His motorcade sped by the school a few weeks ago.  I didn't bother to go to the window.  I was alone, so no one could notice.  Afterwards I thought, what if there had been an earthquake, and a great crevasse had opened in the road and swallowed his limousine?  Then I thought, how could somebody make that happen?  Back when there used to be tv with commercials, there was a show about a little boy with godlike powers who did whatever he wanted to anyone he wanted.  I thought of that, thinking of the earthquake, what it would be like to have that kind of power.  Then I realized O already has it.  I'm one of the few, I think, who remember him promising to lower the seas.  Indeed he did.  Froze much of them over to do it.

Yesterday I went mad.  I read her name in the Rejuster and my heart has not beaten since.  I won't bother to describe it.  But, as I said, once, long ago, all bets are off.

I think I've come to a decision.  I have lived in fear and silence and cowardice and complicity and betrayal for, well, for these recent generations at least.  I may not ever have been the man I once thought I was.  That man, living in freedom, is no longer possible.  No gene splicing of atavistic traits will reclaim that humanity. Ubi non est dubium, libertas non est ibi.

A man cannot live, worried about losing his tyreless bicycle.
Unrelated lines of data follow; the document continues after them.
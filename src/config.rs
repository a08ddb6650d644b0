//! Workspace root and server address resolution.
//!
//! Only the application layer reads the environment; the navigator core is
//! always handed an explicit root.

use std::env;
use std::ffi::OsString;
use std::path::{Path, PathBuf};

use anyhow::Context;

/// Environment variable holding the server listen address.
pub const ADDR_ENV: &str = "GONAV_ADDR";

/// Listen address used when neither `--addr` nor `GONAV_ADDR` is set.
pub const DEFAULT_ADDR: &str = "127.0.0.1:8080";

/// Where requests are resolved from.
#[derive(Debug, Clone, PartialEq, Eq)]
pub struct WorkspaceConfig {
    /// Absolute, canonical workspace root.
    pub root: PathBuf,
}

impl WorkspaceConfig {
    /// Resolve the root from an explicit flag or the Go environment.
    ///
    /// Order: `explicit`, the first entry of `$GOPATH` + `/src`,
    /// `$HOME/go/src`.
    pub fn resolve(explicit: Option<&Path>) -> anyhow::Result<Self> {
        let candidate = root_candidate(explicit, env::var_os("GOPATH"), env::var_os("HOME"))?;
        let root = candidate
            .canonicalize()
            .with_context(|| format!("workspace root {} is not accessible", candidate.display()))?;
        if !root.is_dir() {
            anyhow::bail!("workspace root {} is not a directory", root.display());
        }
        Ok(Self { root })
    }
}

/// Pick the root without touching the filesystem.
fn root_candidate(
    explicit: Option<&Path>,
    gopath: Option<OsString>,
    home: Option<OsString>,
) -> anyhow::Result<PathBuf> {
    if let Some(root) = explicit {
        return Ok(root.to_path_buf());
    }
    if let Some(first) = gopath
        .as_deref()
        .and_then(|list| env::split_paths(list).find(|p| !p.as_os_str().is_empty()))
    {
        return Ok(first.join("src"));
    }
    match home {
        Some(home) if !home.is_empty() => Ok(PathBuf::from(home).join("go").join("src")),
        _ => anyhow::bail!("cannot determine workspace root: pass --root or set GOPATH or HOME"),
    }
}

/// Server listen address: `explicit`, else `GONAV_ADDR`, else the default.
pub fn server_addr(explicit: Option<&str>) -> String {
    addr_from(explicit, env::var(ADDR_ENV).ok())
}

fn addr_from(explicit: Option<&str>, from_env: Option<String>) -> String {
    explicit
        .map(str::to_string)
        .or(from_env.filter(|a| !a.is_empty()))
        .unwrap_or_else(|| DEFAULT_ADDR.to_string())
}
He cannot live, clutching at a glove because it smells of a woman's hair.  He cannot live, denouncing acquaintances who are beaten to death as a result.  I have forgotten about God.  But no atheism promises a more meaningless end than life as it now is.

There used to be a Resistance.  All that remains of it is fantasy and the memory of old tv shows and the skulking pettiness that sneaks an extra spoonful of mash in the commissary line.  We have been so broken that they have grown careless.  Their violence has met for too long with only weeping, and blood other than their own.

We.  As if there were a we.  I will remind them of fear.  I will show them their own blood.  I will work such obscenity on their fresh corpses that all who see will glimpse a mirror of their own souls.  I will be as monstrous as Dumawkrucy, as evil as O.  I will burn down the world, and all its princes and their babes.  The wrong people have been suffering.